Alexandre Carrier (born October 10, 1996) is a Canadian professional ice hockey defenceman. He is currently playing for the  Nashville Predators of the National Hockey League (NHL). He was drafted by the Predators in the fourth round, 115th overall, in the 2015 NHL Entry Draft.

Early life
Carrier was born on October 10, 1996, in Quebec City, Quebec, to father  Bernard Carrier. He was born into a hockey family as his father played major junior hockey for the Quebec Remparts while his brother was drafted by the Washington Capitals.

Playing career
Carrier played amateur midget junior hockey in his native Quebec, with Collège Antoine-Girouard Gaulois of the QMAAA. He embarked on a major junior career, after he was selected 4th overall in the 2012 QMJHL Entry Draft, by the Gatineau Olympiques. As a mobile, two-way defenceman, and following a break out 55 point campaign in the 2014–15 season, Carrier was selected in the 2015 NHL Entry Draft by the Nashville Predators.
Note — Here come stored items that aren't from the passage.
//! DropBot Monitor Console
//!
//! Runs the connection monitor against a simulated DropBot, answering
//! recovery questions on the terminal and logging every event, until Ctrl-C.

mod logging;
mod prompts;
mod settings;

use std::sync::Arc;
use std::time::Duration;

use anyhow::Context;
use dropbot_monitor::{EventBus, Monitor, MonitorError};
use dropbot_sim::{SimulatedConnector, SimulatedEnumerator, SimulatedFlasher};
use settings::Settings;
use tokio::runtime::Handle;
use tokio_util::sync::CancellationToken;
use tracing_subscriber::{layer::SubscriberExt, util::SubscriberInitExt};

#[tokio::main]
async fn main() -> anyhow::Result<()> {
    tracing_subscriber::registry()
        .with(
            tracing_subscriber::EnvFilter::try_from_default_env().unwrap_or_else(|_| {
                "dropbot_monitor=info,dropbot_detect=info,dropbot_protocol=info,dropbot_sim=info,dropbot=info".into()
            }),
        )
        .with(tracing_subscriber::fmt::layer())
        .init();

    tracing::info!("Starting DropBot monitor");

    let settings = Settings::load();
    if Settings::settings_path().is_some_and(|path| !path.exists()) {
        match settings.save() {
            Ok(path) => tracing::info!("Wrote default settings to {}", path.display()),
            Err(e) => tracing::warn!("{:#}", e),
        }
    }

    let bus = EventBus::new(Handle::current());
    logging::install(&bus, settings.capacitance_log_interval());
    prompts::install(&bus);

    let simulation = &settings.simulation;
    let connector = Arc::new(SimulatedConnector::new(simulation.device.clone()));
    let flasher = Arc::new(SimulatedFlasher::new(
        Arc::clone(&connector),
        simulation.flash_duration(),
    ));
    let enumerator = SimulatedEnumerator::single(&simulation.port, simulation.device.driver_version);

    let monitor = Monitor::new(
        settings.monitor.clone(),
        bus,
        Box::new(enumerator),
        connector.clone(),
        flasher,
    );
    let cancel = CancellationToken::new();
    let task = monitor.spawn(cancel.clone());

    tokio::spawn(simulate_telemetry(
        Arc::clone(&connector),
        simulation.telemetry_interval(),
        cancel.clone(),
    ));

    tokio::signal::ctrl_c()
        .await
        .context("failed to listen for Ctrl-C")?;
    tracing::info!("Shutting down");
    cancel.cancel();

    match task.await.context("monitor task failed")? {
        Ok(never) => match never {},
        Err(MonitorError::Cancelled) => tracing::info!("Monitor stopped"),
    }

    Ok(())
}

/// Feed capacitance readings into whichever simulated board is connected
async fn simulate_telemetry(
    connector: Arc<SimulatedConnector>,
    interval: Duration,
    cancel: CancellationToken,
) {
    let mut ticker = tokio::time::interval(interval);
    let mut reading: u64 = 0;

    loop {
        tokio::select! {
            _ = cancel.cancelled() => break,
            _ = ticker.tick() => {}
        }

        let Some(board) = connector.last_board() else {
            continue;
        };
        if board.is_disconnected() {
            continue;
        }

        reading += 1;
        let capacitance = if board.chip_present() {
            4.0e-12 + (reading % 10) as f64 * 1.0e-14
        } else {
            0.0
        };
        board.emit_capacitance(capacitance, 100.0);
    }
}
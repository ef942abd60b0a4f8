//! Monitor configuration

use std::time::Duration;

use dropbot_protocol::{DEVICE_NAME, OUTPUT_ENABLE_PIN};
use serde::{Deserialize, Serialize};

/// Timing and identity settings for the monitor
#[derive(Debug, Clone, PartialEq, Serialize, Deserialize)]
#[serde(default)]
pub struct MonitorConfig {
    /// Device identity to look for during discovery
    pub device_name: String,
    /// Time allowed for each port's identity query (milliseconds)
    pub discovery_timeout_ms: u64,
    /// Delay before rediscovering after no candidates or a failed attempt (milliseconds)
    pub retry_delay_ms: u64,
    /// Delay after a firmware flash before the port is used again (milliseconds)
    pub flash_settle_ms: u64,
    /// Active-low digital input reporting chip presence
    pub chip_presence_pin: u8,
    /// Connect attempts on one candidate before rediscovering
    pub max_connect_attempts: u32,
}

impl Default for MonitorConfig {
    fn default() -> Self {
        Self {
            device_name: DEVICE_NAME.to_string(),
            discovery_timeout_ms: 100,
            retry_delay_ms: 100,
            flash_settle_ms: 500,
            chip_presence_pin: OUTPUT_ENABLE_PIN,
            max_connect_attempts: 5,
        }
    }
}

impl MonitorConfig {
    /// Identity query timeout
    pub fn discovery_timeout(&self) -> Duration {
        Duration::from_millis(self.discovery_timeout_ms)
    }

    /// Retry delay
    pub fn retry_delay(&self) -> Duration {
        Duration::from_millis(self.retry_delay_ms)
    }

    /// Post-flash settle delay
    pub fn flash_settle(&self) -> Duration {
        Duration::from_millis(self.flash_settle_ms)
    }
}

#[cfg(test)]
mod tests {
    use super::*;

    #[test]
    fn test_partial_config_uses_defaults() {
        let config: MonitorConfig = serde_json::from_str(r#"{"retry_delay_ms": 250}"#).unwrap();
        assert_eq!(config.retry_delay(), Duration::from_millis(250));
        assert_eq!(config.flash_settle(), Duration::from_millis(500));
        assert_eq!(config.chip_presence_pin, 22);
        assert_eq!(config.device_name, "dropbot");
    }
}
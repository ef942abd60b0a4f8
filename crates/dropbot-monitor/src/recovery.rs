//! Recovery negotiation for connect-time failures
//!
//! When a connect attempt fails with a recoverable [`FailureKind`], the
//! monitor asks the application what to do by publishing a
//! [`RecoveryQuery`] under `no-power` or `version-mismatch`. Every handler
//! runs concurrently; the first **actionable** answer to arrive wins:
//!
//! | query | actionable | non-actionable |
//! |---|---|---|
//! | `no-power` | `Ignore` | `Skip`, `Update`, no answer, handler error |
//! | `version-mismatch` | `Ignore`, `Update` | `Skip`, no answer, handler error |
//!
//! If nothing actionable arrives before every handler has finished, the
//! negotiation is [`Resolution::Unresolved`], which the monitor treats like
//! `Skip`. There is no timeout; dropping the negotiation future drops the
//! handlers still running.

use std::collections::BTreeMap;
use std::fmt;
use std::str::FromStr;

use dropbot_protocol::{ConnectError, FailureKind, Version};
use serde::{Deserialize, Serialize};
use tracing::debug;

use crate::bus::EventBus;
use crate::events::Event;

/// Context key for the driver version of a version-mismatch query
pub const DRIVER_VERSION: &str = "driver_version";
/// Context key for the firmware version of a version-mismatch query
pub const FIRMWARE_VERSION: &str = "firmware_version";

/// Answer to a recovery query
#[derive(Debug, Clone, Copy, PartialEq, Eq, Hash, Serialize, Deserialize)]
#[serde(rename_all = "lowercase")]
pub enum RecoveryDecision {
    /// Tolerate the failure and connect anyway
    Ignore,
    /// Flash the bundled firmware and retry (version mismatch only)
    Update,
    /// Abandon this device
    Skip,
}

impl RecoveryDecision {
    /// Decisions a handler may give for `kind`
    pub fn options(kind: FailureKind) -> &'static [RecoveryDecision] {
        match kind {
            FailureKind::NoPower => &[RecoveryDecision::Ignore, RecoveryDecision::Skip],
            FailureKind::VersionMismatch => &[
                RecoveryDecision::Ignore,
                RecoveryDecision::Update,
                RecoveryDecision::Skip,
            ],
        }
    }

    /// Check if this decision ends a negotiation for `kind`
    pub fn is_actionable_for(self, kind: FailureKind) -> bool {
        match (kind, self) {
            (_, RecoveryDecision::Ignore) => true,
            (FailureKind::VersionMismatch, RecoveryDecision::Update) => true,
            _ => false,
        }
    }

    /// Lowercase name
    pub fn as_str(&self) -> &'static str {
        match self {
            RecoveryDecision::Ignore => "ignore",
            RecoveryDecision::Update => "update",
            RecoveryDecision::Skip => "skip",
        }
    }
}

impl fmt::Display for RecoveryDecision {
    fn fmt(&self, f: &mut fmt::Formatter<'_>) -> fmt::Result {
        f.write_str(self.as_str())
    }
}

impl FromStr for RecoveryDecision {
    type Err = String;

    fn from_str(s: &str) -> Result<Self, Self::Err> {
        match s.to_ascii_lowercase().as_str() {
            "ignore" => Ok(RecoveryDecision::Ignore),
            "update" => Ok(RecoveryDecision::Update),
            "skip" => Ok(RecoveryDecision::Skip),
            other => Err(format!("unknown recovery decision: {}", other)),
        }
    }
}

/// Question published when a connect attempt hits a recoverable failure
#[derive(Debug, Clone, PartialEq, Eq)]
pub struct RecoveryQuery {
    /// Failure being negotiated
    pub kind: FailureKind,
    /// Failure details (`driver_version`/`firmware_version` for mismatches)
    pub context: BTreeMap<String, String>,
}

impl RecoveryQuery {
    /// Query for a missing 12V supply
    pub fn no_power() -> Self {
        Self {
            kind: FailureKind::NoPower,
            context: BTreeMap::new(),
        }
    }

    /// Query for a driver/firmware version gap
    pub fn version_mismatch(driver_version: Version, firmware_version: Version) -> Self {
        let context = BTreeMap::from([
            (DRIVER_VERSION.to_string(), driver_version.to_string()),
            (FIRMWARE_VERSION.to_string(), firmware_version.to_string()),
        ]);
        Self {
            kind: FailureKind::VersionMismatch,
            context,
        }
    }

    /// Query for a connect error, if the error is recoverable
    pub fn for_error(error: &ConnectError) -> Option<Self> {
        match error {
            ConnectError::NoPower { .. } => Some(Self::no_power()),
            ConnectError::VersionMismatch {
                driver_version,
                device_version,
                ..
            } => Some(Self::version_mismatch(*driver_version, *device_version)),
            ConnectError::Other { .. } => None,
        }
    }

    /// Driver version, for version-mismatch queries
    pub fn driver_version(&self) -> Option<Version> {
        self.context.get(DRIVER_VERSION)?.parse().ok()
    }

    /// Firmware version, for version-mismatch queries
    pub fn firmware_version(&self) -> Option<Version> {
        self.context.get(FIRMWARE_VERSION)?.parse().ok()
    }

    /// Decisions a handler may give for this query
    pub fn options(&self) -> &'static [RecoveryDecision] {
        RecoveryDecision::options(self.kind)
    }
}

/// Outcome of a negotiation
#[derive(Debug, Clone, Copy, PartialEq, Eq)]
pub enum Resolution {
    /// A handler gave an actionable decision
    Decided(RecoveryDecision),
    /// No handler gave an actionable decision
    Unresolved,
}

/// Runs the broadcast-query/first-answer protocol on the bus
#[derive(Debug, Clone)]
pub struct RecoveryNegotiator {
    bus: EventBus,
}

impl RecoveryNegotiator {
    /// Create a negotiator publishing on `bus`
    pub fn new(bus: EventBus) -> Self {
        Self { bus }
    }

    /// Publish `query` and wait for the first actionable decision
    pub async fn negotiate(&self, query: RecoveryQuery) -> Resolution {
        let kind = query.kind;
        let mut dispatch = self.bus.dispatch(Event::query(query));

        if dispatch.is_empty() {
            debug!("No {} handlers registered", kind);
            return Resolution::Unresolved;
        }

        while let Some(outcome) = dispatch.next().await {
            match outcome {
                Ok(Some(decision)) if decision.is_actionable_for(kind) => {
                    debug!("{} resolved: {}", kind, decision);
                    return Resolution::Decided(decision);
                }
                Ok(Some(decision)) => debug!("{} handler answered {}", kind, decision),
                Ok(None) => {}
                Err(e) => debug!("{} handler failed: {}", kind, e),
            }
        }

        debug!("{} unresolved", kind);
        Resolution::Unresolved
    }
}

#[cfg(test)]
mod tests {
    use super::*;
    use std::future::pending;
    use std::time::Duration;

    use dropbot_protocol::Signal;
    use tokio::runtime::Handle;
    use tokio::time::sleep;

    use crate::error::HandlerError;

    fn negotiator() -> (EventBus, RecoveryNegotiator) {
        let bus = EventBus::new(Handle::current());
        (bus.clone(), RecoveryNegotiator::new(bus))
    }

    fn answer_after(bus: &EventBus, signal: Signal, delay_ms: u64, decision: Option<RecoveryDecision>) {
        bus.subscribe(signal, move |_| async move {
            sleep(Duration::from_millis(delay_ms)).await;
            Ok(decision)
        });
    }

    fn mismatch() -> RecoveryQuery {
        RecoveryQuery::version_mismatch(Version::new(1, 68, 0), Version::new(2, 0, 0))
    }

    #[test]
    fn test_actionable_decisions() {
        use RecoveryDecision::*;

        assert!(Ignore.is_actionable_for(FailureKind::NoPower));
        assert!(!Update.is_actionable_for(FailureKind::NoPower));
        assert!(!Skip.is_actionable_for(FailureKind::NoPower));

        assert!(Ignore.is_actionable_for(FailureKind::VersionMismatch));
        assert!(Update.is_actionable_for(FailureKind::VersionMismatch));
        assert!(!Skip.is_actionable_for(FailureKind::VersionMismatch));

        assert_eq!(RecoveryDecision::options(FailureKind::NoPower), &[Ignore, Skip]);
    }

    #[test]
    fn test_query_context() {
        let query = mismatch();
        assert_eq!(query.driver_version(), Some(Version::new(1, 68, 0)));
        assert_eq!(query.firmware_version(), Some(Version::new(2, 0, 0)));
        assert_eq!(query.options().len(), 3);

        let query = RecoveryQuery::for_error(&ConnectError::NoPower {
            port: "COM1".into(),
        })
        .unwrap();
        assert_eq!(query.kind, FailureKind::NoPower);
        assert!(query.context.is_empty());
        assert_eq!(query.firmware_version(), None);

        assert!(RecoveryQuery::for_error(&ConnectError::Other {
            port: "COM1".into(),
            reason: "busy".into(),
        })
        .is_none());
    }

    #[tokio::test(start_paused = true)]
    async fn test_no_handlers_is_unresolved() {
        let (_bus, negotiator) = negotiator();
        assert_eq!(
            negotiator.negotiate(RecoveryQuery::no_power()).await,
            Resolution::Unresolved
        );
    }

    #[tokio::test(start_paused = true)]
    async fn test_first_actionable_answer_wins() {
        let (bus, negotiator) = negotiator();
        answer_after(&bus, Signal::VersionMismatch, 50, Some(RecoveryDecision::Ignore));
        answer_after(&bus, Signal::VersionMismatch, 10, Some(RecoveryDecision::Update));

        assert_eq!(
            negotiator.negotiate(mismatch()).await,
            Resolution::Decided(RecoveryDecision::Update)
        );
    }

    #[tokio::test(start_paused = true)]
    async fn test_non_actionable_answers_are_disregarded() {
        let (bus, negotiator) = negotiator();
        answer_after(&bus, Signal::NoPower, 1, Some(RecoveryDecision::Skip));
        answer_after(&bus, Signal::NoPower, 2, Some(RecoveryDecision::Update));
        answer_after(&bus, Signal::NoPower, 3, None);
        bus.subscribe(Signal::NoPower, |_| async {
            Err(HandlerError::failed("prompt closed"))
        });
        answer_after(&bus, Signal::NoPower, 20, Some(RecoveryDecision::Ignore));

        assert_eq!(
            negotiator.negotiate(RecoveryQuery::no_power()).await,
            Resolution::Decided(RecoveryDecision::Ignore)
        );
    }

    #[tokio::test(start_paused = true)]
    async fn test_only_skips_is_unresolved() {
        let (bus, negotiator) = negotiator();
        answer_after(&bus, Signal::VersionMismatch, 5, Some(RecoveryDecision::Skip));
        answer_after(&bus, Signal::VersionMismatch, 1, None);

        assert_eq!(negotiator.negotiate(mismatch()).await, Resolution::Unresolved);
    }

    #[tokio::test(start_paused = true)]
    async fn test_does_not_wait_for_stragglers() {
        let (bus, negotiator) = negotiator();
        bus.subscribe(Signal::VersionMismatch, |_| async {
            pending::<()>().await;
            Ok(None)
        });
        answer_after(&bus, Signal::VersionMismatch, 5, Some(RecoveryDecision::Ignore));

        let resolution =
            tokio::time::timeout(Duration::from_secs(60), negotiator.negotiate(mismatch())).await;
        assert_eq!(resolution, Ok(Resolution::Decided(RecoveryDecision::Ignore)));
    }

    #[tokio::test(start_paused = true)]
    async fn test_handlers_see_query_context() {
        let (bus, negotiator) = negotiator();
        bus.subscribe(Signal::VersionMismatch, |event| async move {
            let firmware = event.recovery_query().and_then(RecoveryQuery::firmware_version);
            Ok((firmware == Some(Version::new(2, 0, 0))).then_some(RecoveryDecision::Ignore))
        });

        assert_eq!(
            negotiator.negotiate(mismatch()).await,
            Resolution::Decided(RecoveryDecision::Ignore)
        );
    }

    #[test]
    fn test_decision_parse() {
        assert_eq!("Update".parse(), Ok(RecoveryDecision::Update));
        assert!("later".parse::<RecoveryDecision>().is_err());
    }
}
//! Simulated connector and firmware flasher
//!
//! [`SimulatedConnector`] models the conditions a real connect attempt can
//! run into (no 12V supply, firmware older or newer than the driver) and
//! honours the caller's [`IgnoreSet`] the same way the serial proxy does.
//! One-off failures can be queued ahead of those conditions.

use std::collections::VecDeque;
use std::sync::{Arc, Mutex, MutexGuard, PoisonError};
use std::time::Duration;

use async_trait::async_trait;
use dropbot_protocol::{
    ConnectError, DeviceConnection, DeviceConnector, FailureKind, FirmwareFlasher, FlashError,
    IgnoreSet, Version,
};
use serde::{Deserialize, Serialize};
use tokio::sync::watch;
use tracing::{debug, info};

use crate::board::SimulatedBoard;

/// Hardware conditions seen by the simulated connector
#[derive(Debug, Clone, PartialEq, Eq, Serialize, Deserialize)]
#[serde(default)]
pub struct SimulatedDeviceConfig {
    /// Version the host driver expects
    pub driver_version: Version,
    /// Version currently flashed on the board
    pub firmware_version: Version,
    /// Whether the 12V supply is connected
    pub powered: bool,
    /// Whether a chip is seated when a connection opens
    pub chip_present: bool,
    /// Whether pin reads on opened connections fail
    pub pin_fault: bool,
    /// How long each connect attempt takes in milliseconds
    pub connect_delay_ms: u64,
}

impl Default for SimulatedDeviceConfig {
    fn default() -> Self {
        Self {
            driver_version: Version::new(1, 79, 0),
            firmware_version: Version::new(1, 79, 0),
            powered: true,
            chip_present: true,
            pin_fault: false,
            connect_delay_ms: 0,
        }
    }
}

/// One recorded call to [`DeviceConnector::connect`]
#[derive(Debug, Clone, PartialEq, Eq)]
pub struct ConnectAttempt {
    /// Port requested
    pub port: String,
    /// Failures the caller asked to tolerate
    pub ignore: IgnoreSet,
}

#[derive(Debug)]
struct ConnectorState {
    device: SimulatedDeviceConfig,
    queued: VecDeque<ConnectError>,
    boards: Vec<Arc<SimulatedBoard>>,
}

/// Connector opening [`SimulatedBoard`]s
#[derive(Debug)]
pub struct SimulatedConnector {
    state: Mutex<ConnectorState>,
    attempts: watch::Sender<Vec<ConnectAttempt>>,
}

impl SimulatedConnector {
    /// Create a connector for a device in the given conditions
    pub fn new(device: SimulatedDeviceConfig) -> Self {
        Self {
            state: Mutex::new(ConnectorState {
                device,
                queued: VecDeque::new(),
                boards: Vec::new(),
            }),
            attempts: watch::Sender::new(Vec::new()),
        }
    }

    /// Current hardware conditions
    pub fn device(&self) -> SimulatedDeviceConfig {
        self.lock().device.clone()
    }

    /// Connect or disconnect the 12V supply
    pub fn set_powered(&self, powered: bool) {
        self.lock().device.powered = powered;
    }

    /// Change the firmware on the board
    pub fn set_firmware_version(&self, version: Version) {
        self.lock().device.firmware_version = version;
    }

    /// Chip presence for connections opened from now on
    pub fn set_chip_present(&self, present: bool) {
        self.lock().device.chip_present = present;
    }

    /// Fail the next attempt with `error`, before any modelled condition
    pub fn fail_next(&self, error: ConnectError) {
        self.lock().queued.push_back(error);
    }

    /// Every attempt so far, oldest first
    pub fn attempts(&self) -> Vec<ConnectAttempt> {
        self.attempts.borrow().clone()
    }

    /// Receiver notified after every attempt
    pub fn watch_attempts(&self) -> watch::Receiver<Vec<ConnectAttempt>> {
        self.attempts.subscribe()
    }

    /// Boards handed out so far, oldest first
    pub fn boards(&self) -> Vec<Arc<SimulatedBoard>> {
        self.lock().boards.clone()
    }

    /// Most recently opened board
    pub fn last_board(&self) -> Option<Arc<SimulatedBoard>> {
        self.lock().boards.last().cloned()
    }

    fn lock(&self) -> MutexGuard<'_, ConnectorState> {
        self.state.lock().unwrap_or_else(PoisonError::into_inner)
    }

    fn open(&self, port: &str, ignore: &IgnoreSet) -> Result<Arc<SimulatedBoard>, ConnectError> {
        let mut state = self.lock();

        if let Some(error) = state.queued.pop_front() {
            return Err(error);
        }

        let device = &state.device;
        if !device.powered && !ignore.contains(FailureKind::NoPower) {
            return Err(ConnectError::NoPower {
                port: port.to_string(),
            });
        }
        if device.firmware_version != device.driver_version
            && !ignore.contains(FailureKind::VersionMismatch)
        {
            return Err(ConnectError::VersionMismatch {
                port: port.to_string(),
                driver_version: device.driver_version,
                device_version: device.firmware_version,
            });
        }

        let board = Arc::new(SimulatedBoard::new(port, device.chip_present));
        board.set_pin_fault(device.pin_fault);
        state.boards.push(Arc::clone(&board));
        Ok(board)
    }
}

impl Default for SimulatedConnector {
    fn default() -> Self {
        Self::new(SimulatedDeviceConfig::default())
    }
}

#[async_trait]
impl DeviceConnector for SimulatedConnector {
    async fn connect(
        &self,
        port: &str,
        ignore: &IgnoreSet,
    ) -> Result<Arc<dyn DeviceConnection>, ConnectError> {
        self.attempts.send_modify(|attempts| {
            attempts.push(ConnectAttempt {
                port: port.to_string(),
                ignore: ignore.clone(),
            })
        });

        let delay = self.lock().device.connect_delay_ms;
        if delay > 0 {
            tokio::time::sleep(Duration::from_millis(delay)).await;
        }

        match self.open(port, ignore) {
            Ok(board) => {
                debug!("Simulated board opened on {}", port);
                Ok(board)
            }
            Err(e) => {
                debug!("Simulated connect failed: {}", e);
                Err(e)
            }
        }
    }
}

/// Flasher that brings the simulated firmware up to the driver version
#[derive(Debug)]
pub struct SimulatedFlasher {
    connector: Option<Arc<SimulatedConnector>>,
    duration: Duration,
    flashes: watch::Sender<usize>,
}

impl SimulatedFlasher {
    /// Flasher with no device behind it; every flash fails with `NoDevice`
    pub fn detached() -> Self {
        Self {
            connector: None,
            duration: Duration::ZERO,
            flashes: watch::Sender::new(0),
        }
    }

    /// Flasher updating the firmware seen by `connector`
    pub fn new(connector: Arc<SimulatedConnector>, duration: Duration) -> Self {
        Self {
            connector: Some(connector),
            duration,
            flashes: watch::Sender::new(0),
        }
    }

    /// Number of completed flashes
    pub fn flashes(&self) -> usize {
        *self.flashes.borrow()
    }

    /// Receiver notified after every completed flash
    pub fn watch_flashes(&self) -> watch::Receiver<usize> {
        self.flashes.subscribe()
    }
}

#[async_trait]
impl FirmwareFlasher for SimulatedFlasher {
    async fn flash(&self) -> Result<(), FlashError> {
        let connector = self.connector.as_ref().ok_or(FlashError::NoDevice)?;

        tokio::time::sleep(self.duration).await;
        let driver_version = connector.device().driver_version;
        connector.set_firmware_version(driver_version);
        self.flashes.send_modify(|count| *count += 1);

        info!("Simulated firmware flashed to v{}", driver_version);
        Ok(())
    }
}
During his final junior season with the Olympiques, Carrier was signed to his first NHL contract, agreeing to a three-year entry-level deal with the Predators on November 12, 2015. Limited to 57 games with Gatineau in the 2015–16 season, Carrier matched his previous goal total with 12 and contributed with 47 points before suffering a second-round defeat in the post-season.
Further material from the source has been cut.